*RECORDS PROVIDED*
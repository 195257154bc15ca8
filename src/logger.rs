use std::time::SystemTime;

use crate::config::LogConfig;

/// sets up the global logger: stdout always, plus the configured log file if there is one.
///
/// Rocket's own logger will fail to install after this, which is fine - its records go through here instead
pub fn init_logger(log_config: &LogConfig) -> Result<(), fern::InitError> {
    let mut dispatch = fern::Dispatch::new()
        .format(|out, message, record| {
            out.finish(format_args!(
                "[{} {} {}] {}",
                humantime::format_rfc3339_seconds(SystemTime::now()),
                record.level(),
                record.target(),
                message
            ))
        })
        .level(log_config.level_filter())
        // rocket is very chatty at info
        .level_for("rocket", log::LevelFilter::Warn)
        .level_for("_", log::LevelFilter::Warn)
        .chain(std::io::stdout());
    if let Some(file) = &log_config.file {
        dispatch = dispatch.chain(fern::log_file(file)?);
    }
    dispatch.apply()?;
    Ok(())
}
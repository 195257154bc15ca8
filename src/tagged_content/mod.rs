pub mod categorizer;
pub mod handler;
pub mod models;
pub mod repository;
pub mod service;


pub use models::*;
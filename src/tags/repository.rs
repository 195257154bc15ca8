use rusqlite::Connection;

use crate::tags::TagRow;

/// the persistence operations tree reconciliation needs. Implemented for [`Connection`],
/// which also covers [`rusqlite::Transaction`] through deref
pub trait TagStore {
    /// every tag of the land, in no guaranteed tree order
    fn list_by_land(&self, land_id: u32) -> Result<Vec<TagRow>, rusqlite::Error>;
    /// saves a new tag and returns the id the store assigned it. `row.id` is ignored
    fn insert(&self, row: &TagRow) -> Result<u32, rusqlite::Error>;
    /// overwrites parent, name, sorting and color of the tag with `row.id`.
    /// Updating a tag that doesn't exist changes nothing and is not an error
    fn update(&self, row: &TagRow) -> Result<(), rusqlite::Error>;
    /// removes the tag, its descendants and their tagged content. Missing ids are ignored
    fn delete(&self, id: u32) -> Result<(), rusqlite::Error>;
}

impl TagStore for Connection {
    fn list_by_land(&self, land_id: u32) -> Result<Vec<TagRow>, rusqlite::Error> {
        get_tags_for_land(land_id, self)
    }

    fn insert(&self, row: &TagRow) -> Result<u32, rusqlite::Error> {
        create_tag(row, self)
    }

    fn update(&self, row: &TagRow) -> Result<(), rusqlite::Error> {
        update_tag(row, self).map(|_| ())
    }

    fn delete(&self, id: u32) -> Result<(), rusqlite::Error> {
        delete_tag(id, self)
    }
}

pub fn get_tags_for_land(land_id: u32, con: &Connection) -> Result<Vec<TagRow>, rusqlite::Error> {
    let mut pst = con.prepare(include_str!("../assets/queries/tags/get_tags_for_land.sql"))?;
    let rows = pst.query_map(rusqlite::params![land_id], tag_mapper)?;
    rows.collect::<Result<Vec<TagRow>, rusqlite::Error>>()
}

/// retrieves a tag from the database with the passed `id`
///
/// # Returns
/// - `Ok(TagRow)`: the tag with the specified ID if the tag exists
/// - `Err(rusqlite::Error)`: if there was an error during the database operation, including
///   [`rusqlite::Error::QueryReturnedNoRows`] if no tag with the specified ID exists
pub fn get_tag(id: u32, con: &Connection) -> Result<TagRow, rusqlite::Error> {
    let mut pst = con.prepare(include_str!("../assets/queries/tags/get_by_id.sql"))?;
    pst.query_row(rusqlite::params![id], tag_mapper)
}

/// creates a new tag in the database and returns its id. The id on `tag` is ignored
pub fn create_tag(tag: &TagRow, con: &Connection) -> Result<u32, rusqlite::Error> {
    let mut pst = con.prepare(include_str!("../assets/queries/tags/create_tag.sql"))?;
    let id = pst.insert(rusqlite::params![
        tag.land_id,
        tag.parent_id,
        tag.name,
        tag.sorting,
        tag.color
    ])? as u32;
    Ok(id)
}

/// updates the tag with `tag.id` and returns how many rows changed (0 or 1).
/// The land of a tag never changes, so `tag.land_id` is ignored
pub fn update_tag(tag: &TagRow, con: &Connection) -> Result<usize, rusqlite::Error> {
    let mut pst = con.prepare(include_str!("../assets/queries/tags/update_tag.sql"))?;
    pst.execute(rusqlite::params![
        tag.parent_id,
        tag.name,
        tag.sorting,
        tag.color,
        tag.id
    ])
}

pub fn delete_tag(id: u32, con: &Connection) -> Result<(), rusqlite::Error> {
    let mut pst = con.prepare(include_str!("../assets/queries/tags/delete_tag.sql"))?;
    pst.execute(rusqlite::params![id])?;
    Ok(())
}

/// 1. id
/// 2. landId
/// 3. parentId
/// 4. name
/// 5. sorting
/// 6. color
fn tag_mapper(row: &rusqlite::Row) -> Result<TagRow, rusqlite::Error> {
    Ok(TagRow {
        id: row.get(0)?,
        land_id: row.get(1)?,
        parent_id: row.get(2)?,
        name: row.get(3)?,
        sorting: row.get(4)?,
        color: row.get(5)?,
    })
}
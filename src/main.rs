#[macro_use]
extern crate rocket;

use rocket::{Build, Rocket};

use crate::repository::initialize_db;
use crate::tagged_content::handler::{
    create_tagged_content, delete_tagged_content, get_categorized_tagged_content,
    get_expression_tagged_content, get_land_tagged_content, get_tagged_content,
    update_tagged_content,
};
use crate::tags::handler::{get_tag_tree, save_tag_tree};

mod config;
mod logger;
mod model;
mod repository;
mod tagged_content;
mod tags;
#[cfg(test)]
mod test;

#[launch]
fn rocket() -> Rocket<Build> {
    #[cfg(not(test))]
    {
        let config = &*config::TAG_EXPLORER_CONFIG;
        if let Err(e) = logger::init_logger(&config.log) {
            // rocket's logger still works, so keep going
            log::warn!("Failed to set up logging: {e}");
        }
        log::info!("Using database at {}", config.database.location);
    }
    if let Err(e) = initialize_db() {
        // nothing works without the schema
        panic!("Failed to initialize the database! Error is {e:?}");
    }
    rocket::build()
        .mount("/tags", routes![get_tag_tree, save_tag_tree])
        .mount(
            "/tagged-content",
            routes![
                get_tagged_content,
                get_expression_tagged_content,
                get_land_tagged_content,
                get_categorized_tagged_content,
                create_tagged_content,
                update_tagged_content,
                delete_tagged_content
            ],
        )
}
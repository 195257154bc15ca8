pub mod tag_errors;
pub mod tagged_content_errors;
use std::path::Path;

use rusqlite::{Connection, OpenFlags, Result};

pub mod land_repository;

/// opens a new connection to the database with foreign keys enforced.
/// Callers own the connection and are responsible for closing it
#[cfg(not(test))]
pub fn open_connection() -> Result<Connection> {
    use crate::config::TAG_EXPLORER_CONFIG;

    let db_config = &TAG_EXPLORER_CONFIG.database;
    configure(
        Connection::open_with_flags(Path::new(db_config.location.as_str()), OpenFlags::default())?,
        db_config.busy_timeout(),
    )
}

#[cfg(test)]
pub fn open_connection() -> Result<Connection> {
    let db_name = format!("{}.sqlite", crate::test::current_thread_name());
    configure(
        Connection::open_with_flags(Path::new(db_name.as_str()), OpenFlags::default())?,
        std::time::Duration::from_secs(5),
    )
}

fn configure(con: Connection, busy_timeout: std::time::Duration) -> Result<Connection> {
    // sqlite leaves foreign keys off unless asked, per connection
    con.pragma_update(None, "foreign_keys", true)?;
    con.busy_timeout(busy_timeout)?;
    Ok(con)
}

/// creates any missing tables and indexes. Safe to run against an already-populated database
pub fn initialize_db() -> Result<()> {
    let con = open_connection()?;
    con.execute_batch(include_str!("../assets/init.sql"))?;
    con.close().map_err(|(_, e)| e)?;
    Ok(())
}
use rusqlite::{Connection, OptionalExtension};

/// lands are populated by the crawler; this service only ever needs to know that one is there
pub fn land_exists(land_id: u32, con: &Connection) -> Result<bool, rusqlite::Error> {
    con.query_row(
        "select 1 from Land where id = ?1",
        rusqlite::params![land_id],
        |_| Ok(()),
    )
    .optional()
    .map(|found| found.is_some())
}

pub fn expression_exists(expression_id: u32, con: &Connection) -> Result<bool, rusqlite::Error> {
    con.query_row(
        "select 1 from Expression where id = ?1",
        rusqlite::params![expression_id],
        |_| Ok(()),
    )
    .optional()
    .map(|found| found.is_some())
}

*WORK INSTRUCTIONS*
Go through the material and copy each line in which the word "works" occurs.

*SOLUTION TO THIS EXERCISE*
            // rocket's logger still works, so keep going
        // nothing works without the schema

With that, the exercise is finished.